• Exercise prompt: Restate verbatim the span of lines below between the line with "pub fn left(&mut" and the line with "let mut pos = 0;", including those two lines, and only that span.

-------- Listed entries --------

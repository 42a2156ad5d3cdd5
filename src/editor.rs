//! Minimal multi-line text editing over a `String`.
//!
//! The cursor is a char index, so multi-byte text (accents are everywhere in
//! briefs) never splits a character.

/// Cursor state for one editable buffer
#[derive(Debug, Clone, Copy, Default, PartialEq, Eq)]
pub struct TextCursor {
    pos: usize,
}

fn byte_index(text: &str, char_pos: usize) -> usize {
    text.char_indices()
        .nth(char_pos)
        .map(|(i, _)| i)
        .unwrap_or(text.len())
}

impl TextCursor {
    pub fn pos(&self) -> usize {
        self.pos
    }

    /// Put the cursor after the last character
    pub fn jump_to_end(&mut self, text: &str) {
        self.pos = text.chars().count();
    }

    fn clamp(&mut self, text: &str) {
        self.pos = self.pos.min(text.chars().count());
    }

    pub fn insert(&mut self, text: &mut String, c: char) {
        self.clamp(text);
        let at = byte_index(text, self.pos);
        text.insert(at, c);
        self.pos += 1;
    }

    pub fn backspace(&mut self, text: &mut String) {
        self.clamp(text);
        if self.pos == 0 {
            return;
        }
        let at = byte_index(text, self.pos - 1);
        text.remove(at);
        self.pos -= 1;
    }

    pub fn delete(&mut self, text: &mut String) {
        self.clamp(text);
        if self.pos < text.chars().count() {
            let at = byte_index(text, self.pos);
            text.remove(at);
        }
    }

    pub fn left(&mut self) {
        self.pos = self.pos.saturating_sub(1);
    }

    pub fn right(&mut self, text: &str) {
        self.pos = (self.pos + 1).min(text.chars().count());
    }

    /// (line, column) of the cursor, both in chars
    pub fn line_col(&self, text: &str) -> (usize, usize) {
        let mut line = 0;
        let mut col = 0;
        for c in text.chars().take(self.pos) {
            if c == '\n' {
                line += 1;
                col = 0;
            } else {
                col += 1;
            }
        }
        (line, col)
    }

    fn set_line_col(&mut self, text: &str, line: usize, col: usize) {
        let mut pos = 0;
        for (i, l) in text.split('\n').enumerate() {
            let len = l.chars().count();
            if i == line {
                self.pos = pos + col.min(len);
                return;
            }
            pos += len + 1;
        }
        self.jump_to_end(text);
    }

    pub fn home(&mut self, text: &str) {
        let (line, _) = self.line_col(text);
        self.set_line_col(text, line, 0);
    }

    pub fn end(&mut self, text: &str) {
        let (line, _) = self.line_col(text);
        self.set_line_col(text, line, usize::MAX);
    }

    pub fn up(&mut self, text: &str) {
        let (line, col) = self.line_col(text);
        if line > 0 {
            self.set_line_col(text, line - 1, col);
        }
    }

    pub fn down(&mut self, text: &str) {
        let (line, col) = self.line_col(text);
        if line + 1 < text.split('\n').count() {
            self.set_line_col(text, line + 1, col);
        }
    }
}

--------

• Reply to the task:
    pub fn left(&mut self) {
        self.pos = self.pos.saturating_sub(1);
    }

    pub fn right(&mut self, text: &str) {
        self.pos = (self.pos + 1).min(text.chars().count());
    }

    /// (line, column) of the cursor, both in chars
    pub fn line_col(&self, text: &str) -> (usize, usize) {
        let mut line = 0;
        let mut col = 0;
        for c in text.chars().take(self.pos) {
            if c == '\n' {
                line += 1;
                col = 0;
            } else {
                col += 1;
            }
        }
        (line, col)
    }

    fn set_line_col(&mut self, text: &str, line: usize, col: usize) {
        let mut pos = 0;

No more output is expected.